--- SOURCE DATA Enclosed Below ---

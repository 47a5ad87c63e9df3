//! `write_file`: create or overwrite a file inside the working directory.

use async_trait::async_trait;
use tiller_core::error::ToolError;
use tiller_core::tool::{Tool, ToolKind, ToolResult};
use tiller_security::PathPolicy;
use tracing::debug;

pub struct WriteFileTool {
    policy: PathPolicy,
}

impl WriteFileTool {
    pub fn new(policy: PathPolicy) -> Self {
        Self { policy }
    }
}

#[async_trait]
impl Tool for WriteFileTool {
    fn name(&self) -> &str {
        "write_file"
    }

    fn description(&self) -> &str {
        "Write content to a file. Creates the file and missing parent directories. \
         Refuses to replace an existing file unless `overwrite` is true."
    }

    fn parameters_schema(&self) -> serde_json::Value {
        serde_json::json!({
            "type": "object",
            "properties": {
                "path": {
                    "type": "string",
                    "description": "The file path to write to, relative to the working directory"
                },
                "content": {
                    "type": "string",
                    "description": "The content to write"
                },
                "overwrite": {
                    "type": "boolean",
                    "description": "Replace the file if it already exists",
                    "default": false
                }
            },
            "required": ["path", "content"]
        })
    }

    fn kind(&self) -> ToolKind {
        ToolKind::Edit
    }

    async fn execute(&self, arguments: serde_json::Value) -> Result<ToolResult, ToolError> {
        let path = arguments["path"]
            .as_str()
            .ok_or_else(|| ToolError::InvalidArguments("Missing 'path' argument".into()))?;
        let content = arguments["content"]
            .as_str()
            .ok_or_else(|| ToolError::InvalidArguments("Missing 'content' argument".into()))?;
        let overwrite = arguments["overwrite"].as_bool().unwrap_or(false);

        let resolved = self.policy.resolve(path)?;
        let existed = tokio::fs::try_exists(&resolved).await.unwrap_or(false);

        if existed && !overwrite {
            return Ok(ToolResult::failed(format!(
                "File '{path}' already exists. Set overwrite to true to replace it."
            )));
        }

        let failed = |reason: String| ToolError::ExecutionFailed {
            tool_name: "write_file".into(),
            reason,
        };

        if let Some(parent) = resolved.parent() {
            tokio::fs::create_dir_all(parent)
                .await
                .map_err(|e| failed(format!("Failed to create directory: {e}")))?;
        }

        tokio::fs::write(&resolved, content)
            .await
            .map_err(|e| failed(format!("Failed to write '{path}': {e}")))?;

        debug!(path = %resolved.display(), bytes = content.len(), "Wrote file");
        let verb = if existed { "Overwrote" } else { "Created" };
        Ok(ToolResult {
            success: true,
            output: format!("{verb} {path} ({} bytes)", content.len()),
            data: Some(serde_json::json!({
                "path": resolved.to_string_lossy(),
                "bytes_written": content.len(),
                "file_existed": existed,
            })),
        })
    }
}

#[cfg(test)]
mod tests {
    use super::*;

    fn tool_in(dir: &tempfile::TempDir) -> WriteFileTool {
        WriteFileTool::new(PathPolicy::new(dir.path(), vec![]))
    }

    #[test]
    fn tool_definition() {
        let dir = tempfile::tempdir().unwrap();
        let tool = tool_in(&dir);
        assert_eq!(tool.name(), "write_file");
        assert_eq!(tool.kind(), ToolKind::Edit);
        assert!(!tool.is_read_only(&serde_json::json!({"path": "a", "content": "b"})));
    }

    #[tokio::test]
    async fn write_creates_parents() {
        let dir = tempfile::tempdir().unwrap();
        let result = tool_in(&dir)
            .execute(serde_json::json!({"path": "sub/dir/test.txt", "content": "Hello!"}))
            .await
            .unwrap();

        assert!(result.success);
        assert!(result.output.starts_with("Created"));
        let written = std::fs::read_to_string(dir.path().join("sub/dir/test.txt")).unwrap();
        assert_eq!(written, "Hello!");
    }

    #[tokio::test]
    async fn existing_file_needs_overwrite() {
        let dir = tempfile::tempdir().unwrap();
        std::fs::write(dir.path().join("a.txt"), "old").unwrap();
        let tool = tool_in(&dir);

        let refused = tool
            .execute(serde_json::json!({"path": "a.txt", "content": "new"}))
            .await
            .unwrap();
        assert!(!refused.success);
        assert_eq!(std::fs::read_to_string(dir.path().join("a.txt")).unwrap(), "old");

        let replaced = tool
            .execute(serde_json::json!({"path": "a.txt", "content": "new", "overwrite": true}))
            .await
            .unwrap();
        assert!(replaced.success);
        assert_eq!(std::fs::read_to_string(dir.path().join("a.txt")).unwrap(), "new");
    }

    #[tokio::test]
    async fn missing_content_argument() {
        let dir = tempfile::tempdir().unwrap();
        let result = tool_in(&dir).execute(serde_json::json!({"path": "x.txt"})).await;
        assert!(matches!(result, Err(ToolError::InvalidArguments(_))));
    }

    #[tokio::test]
    async fn write_outside_workdir_blocked() {
        let dir = tempfile::tempdir().unwrap();
        let other = tempfile::tempdir().unwrap();
        let target = other.path().join("escape.txt");
        let result = tool_in(&dir)
            .execute(serde_json::json!({"path": target.to_str().unwrap(), "content": "x"}))
            .await;
        assert!(matches!(result, Err(ToolError::SandboxViolation(_))));
        assert!(!target.exists());
    }
}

--- End of Enclosed SOURCE DATA ---

-- PROBLEM DETAILS --
Return all lines of the data in which the string "reason" appears.

-- EXERCISE RESULT --
        let failed = |reason: String| ToolError::ExecutionFailed {
            reason,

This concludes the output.